Stored data entries:
══════════

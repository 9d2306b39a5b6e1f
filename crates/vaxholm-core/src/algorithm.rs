#![forbid(unsafe_code)]

//! Algorithm URI constants for XML Security.
//!
//! Each constant is the canonical URI string that appears in `Algorithm`
//! attributes of signatures, encrypted data and derived-key tokens.

// ── Canonicalization ─────────────────────────────────────────────────

pub const EXC_C14N: &str = "http://www.w3.org/2001/10/xml-exc-c14n#";
pub const EXC_C14N_WITH_COMMENTS: &str = "http://www.w3.org/2001/10/xml-exc-c14n#WithComments";

// ── Digest algorithms ────────────────────────────────────────────────

pub const SHA1: &str = "http://www.w3.org/2000/09/xmldsig#sha1";
pub const SHA256: &str = "http://www.w3.org/2001/04/xmlenc#sha256";
pub const SHA384: &str = "http://www.w3.org/2001/04/xmldsig-more#sha384";
pub const SHA512: &str = "http://www.w3.org/2001/04/xmlenc#sha512";

// ── RSA signature algorithms ─────────────────────────────────────────

pub const RSA_SHA1: &str = "http://www.w3.org/2000/09/xmldsig#rsa-sha1";
pub const RSA_SHA256: &str = "http://www.w3.org/2001/04/xmldsig-more#rsa-sha256";
pub const RSA_SHA384: &str = "http://www.w3.org/2001/04/xmldsig-more#rsa-sha384";
pub const RSA_SHA512: &str = "http://www.w3.org/2001/04/xmldsig-more#rsa-sha512";

// ── HMAC signature algorithms ────────────────────────────────────────

pub const HMAC_SHA1: &str = "http://www.w3.org/2000/09/xmldsig#hmac-sha1";
pub const HMAC_SHA256: &str = "http://www.w3.org/2001/04/xmldsig-more#hmac-sha256";

// ── Block cipher algorithms ──────────────────────────────────────────

pub const AES128_CBC: &str = "http://www.w3.org/2001/04/xmlenc#aes128-cbc";
pub const AES192_CBC: &str = "http://www.w3.org/2001/04/xmlenc#aes192-cbc";
pub const AES256_CBC: &str = "http://www.w3.org/2001/04/xmlenc#aes256-cbc";
pub const AES128_GCM: &str = "http://www.w3.org/2009/xmlenc11#aes128-gcm";
pub const AES256_GCM: &str = "http://www.w3.org/2009/xmlenc11#aes256-gcm";

// ── Key transport algorithms ─────────────────────────────────────────

pub const RSA_PKCS1: &str = "http://www.w3.org/2001/04/xmlenc#rsa-1_5";
pub const RSA_OAEP: &str = "http://www.w3.org/2001/04/xmlenc#rsa-oaep-mgf1p";

// ── Transforms ───────────────────────────────────────────────────────

pub const ENVELOPED_SIGNATURE: &str = "http://www.w3.org/2000/09/xmldsig#enveloped-signature";

// ── Key derivation ───────────────────────────────────────────────────

pub const P_SHA1: &str = "http://docs.oasis-open.org/ws-sx/ws-secureconversation/200512/dk/p_sha1";
pub const P_SHA1_2005: &str = "http://schemas.xmlsoap.org/ws/2005/02/sc/dk/p_sha1";

// ── Defaults ─────────────────────────────────────────────────────────

pub const DEFAULT_C14N: &str = EXC_C14N;
pub const DEFAULT_DIGEST: &str = SHA1;
pub const DEFAULT_SIGNATURE: &str = RSA_SHA1;
pub const DEFAULT_HMAC: &str = HMAC_SHA1;
pub const DEFAULT_ENCRYPTION: &str = AES128_CBC;
pub const DEFAULT_KEY_TRANSPORT: &str = RSA_PKCS1;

══════════

### Exercise requirements
Give again, word for word, the records from their first line to the one with "pub const AES256_CBC: &str", and leave out all else.

### Exercise answer
repository 9d2306b39a5b6e1f
filename crates/vaxholm-core/src/algorithm.rs
#![forbid(unsafe_code)]

//! Algorithm URI constants for XML Security.
//!
//! Each constant is the canonical URI string that appears in `Algorithm`
//! attributes of signatures, encrypted data and derived-key tokens.

// ── Canonicalization ─────────────────────────────────────────────────

pub const EXC_C14N: &str = "http://www.w3.org/2001/10/xml-exc-c14n#";
pub const EXC_C14N_WITH_COMMENTS: &str = "http://www.w3.org/2001/10/xml-exc-c14n#WithComments";

// ── Digest algorithms ────────────────────────────────────────────────

pub const SHA1: &str = "http://www.w3.org/2000/09/xmldsig#sha1";
pub const SHA256: &str = "http://www.w3.org/2001/04/xmlenc#sha256";
pub const SHA384: &str = "http://www.w3.org/2001/04/xmldsig-more#sha384";
pub const SHA512: &str = "http://www.w3.org/2001/04/xmlenc#sha512";

// ── RSA signature algorithms ─────────────────────────────────────────

pub const RSA_SHA1: &str = "http://www.w3.org/2000/09/xmldsig#rsa-sha1";
pub const RSA_SHA256: &str = "http://www.w3.org/2001/04/xmldsig-more#rsa-sha256";
pub const RSA_SHA384: &str = "http://www.w3.org/2001/04/xmldsig-more#rsa-sha384";
pub const RSA_SHA512: &str = "http://www.w3.org/2001/04/xmldsig-more#rsa-sha512";

// ── HMAC signature algorithms ────────────────────────────────────────

pub const HMAC_SHA1: &str = "http://www.w3.org/2000/09/xmldsig#hmac-sha1";
pub const HMAC_SHA256: &str = "http://www.w3.org/2001/04/xmldsig-more#hmac-sha256";

// ── Block cipher algorithms ──────────────────────────────────────────

pub const AES128_CBC: &str = "http://www.w3.org/2001/04/xmlenc#aes128-cbc";
pub const AES192_CBC: &str = "http://www.w3.org/2001/04/xmlenc#aes192-cbc";
pub const AES256_CBC: &str = "http://www.w3.org/2001/04/xmlenc#aes256-cbc";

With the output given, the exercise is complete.